After parsing, we thus end up with a Result<Expr, ()>
. In the case of a
successful parse, this will give us an arbitrarily deeply nested Expr
.
Our main.rs
file then looks as follows:
use std::io::{self, BufRead, Write}; use lrlex::lrlex_mod; use lrpar::{lrpar_mod, Lexer, Span}; lrlex_mod!("calc.l"); lrpar_mod!("calc.y"); use calc_y::Expr; fn main() { let lexerdef = calc_l::lexerdef(); let stdin = io::stdin(); loop { print!(">>> "); io::stdout().flush().ok(); match stdin.lock().lines().next() { Some(Ok(ref l)) => { if l.trim().is_empty() { continue; } let lexer = lexerdef.lexer(l); let (res, errs) = calc_y::parse(&lexer); for e in errs { println!("{}", e.pp(&lexer, &calc_y::token_epp)); } if let Some(Ok(r)) = res { // We have a successful parse. match eval(&lexer, r) { Ok(i) => println!("Result: {}", i), Err((span, msg)) => { let ((line, col), _) = lexer.line_col(span); eprintln!( "Evaluation error at line {} column {}, '{}' {}.", line, col, lexer.span_str(span), msg ) } } } } _ => break } } } fn eval(lexer: &dyn Lexer<u32>, e: Expr) -> Result<u64, (Span, &'static str)> { match e { Expr::Add { span, lhs, rhs } => eval(lexer, *lhs)? .checked_add(eval(lexer, *rhs)?) .ok_or((span, "overflowed")), Expr::Mul { span, lhs, rhs } => eval(lexer, *lhs)? .checked_mul(eval(lexer, *rhs)?) .ok_or((span, "overflowed")), Expr::Number { span } => lexer .span_str(span) .parse::<u64>() .map_err(|_| (span, "cannot be represented as a u64")) } }
Let's start by running this and seeing what happens:
>>> 2+3*4
Result: 14
>>> 2++3*4
Parsing error at line 1 column 3. Repair sequences found:
1: Delete +
2: Insert INT
Result: 14
>>> 999999*888888 + 777777*666666
Result: 1407404592594
>>> 9999999999*8888888888 + 7777777777*6666666666
Evaluation error at line 1 column 6, '9999999999*8888888888' overflowed.

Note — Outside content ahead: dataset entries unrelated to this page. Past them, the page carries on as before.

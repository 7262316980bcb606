//! Domain errors

use thiserror::Error;

#[derive(Debug, Error)]
pub enum DomainError {
    #[error("Not found: {entity} with {field}={value}")]
    NotFound {
        entity: &'static str,
        field: &'static str,
        value: String,
    },

    #[error("Validation: {0}")]
    Validation(String),

    #[error("Already exists: {0}")]
    Conflict(String),

    #[error("Unauthorized: {0}")]
    Unauthorized(String),

    #[error("Forbidden: {0}")]
    Forbidden(String),

    #[error("Invalid transition: cannot {action} a truck currently {from}")]
    InvalidTransition {
        action: &'static str,
        from: String,
    },

    #[error("Stale record: {entity} {id} was modified concurrently")]
    StaleVersion { entity: &'static str, id: String },

    #[error("Storage error: {0}")]
    Storage(String),
}

impl DomainError {
    /// Whether this error is likely transient (e.g. DB connection lost)
    /// and the operation may succeed if retried.
    pub fn is_transient(&self) -> bool {
        matches!(self, DomainError::Storage(_))
    }
}

/// Result type for domain operations
pub type DomainResult<T> = Result<T, DomainError>;
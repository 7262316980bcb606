//! Truck aggregate: entity, workflow engine, query layer, repository

pub mod model;
pub mod query;
pub mod repository;
pub mod workflow;

pub use model::{
    Actor, AdvancedTruckStatus, HistoryEntry, ReceptionStatus, Truck, TruckProducts,
    TruckRegistration, TruckStatus,
};
pub use query::{PeriodFilter, TruckOrder, TruckQuery, TruckTab, WarehouseTruckStats};
pub use repository::TruckRepository;
pub use workflow::{apply, TruckAction};
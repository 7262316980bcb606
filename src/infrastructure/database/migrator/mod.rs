//! Database migrations module

pub use sea_orm_migration::prelude::*;

mod m20240101_000001_create_warehouses;
mod m20240101_000002_create_trucks;
mod m20240101_000003_create_users;

pub struct Migrator;

#[async_trait::async_trait]
impl MigratorTrait for Migrator {
    fn migrations() -> Vec<Box<dyn MigrationTrait>> {
        vec![
            Box::new(m20240101_000001_create_warehouses::Migration),
            Box::new(m20240101_000002_create_trucks::Migration),
            Box::new(m20240101_000003_create_users::Migration),
        ]
    }
}
//! Database repository implementations
//!
//! Per-aggregate SeaORM repositories + unified RepositoryProvider.

pub mod repository_provider;
pub mod truck_repository;
pub mod user_repository;
pub mod warehouse_repository;

pub use repository_provider::SeaOrmRepositoryProvider;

The first three expressions evaluate just as before. However, the fourth is
interesting: we have explicitly captured the fact that the result of
9999999999*8888888888
is too big to fit into a u64
; and not only have we
told the user which character the input starts out, but we've printed out the
precise sub-part of the input which caused that error. This works even when
it's in the middle of the input:
>>> 10 + 9999999999*8888888888 + 20
Evaluation error at line 1 column 6, '9999999999*8888888888' overflowed.
The key to this is that each AST element knows the $span
of the production it
is related to; and the resulting Span
can extract the user's input with
lexer.span_str(span)
.
Happily, this facility composes nicely with error recovery:
>>> 10 ++ 9999999999*8888888888 + 20
Parsing error at line 1 column 5. Repair sequences found:
1: Delete +
2: Insert INT
Evaluation error at line 1 column 7, '9999999999*8888888888' overflowed.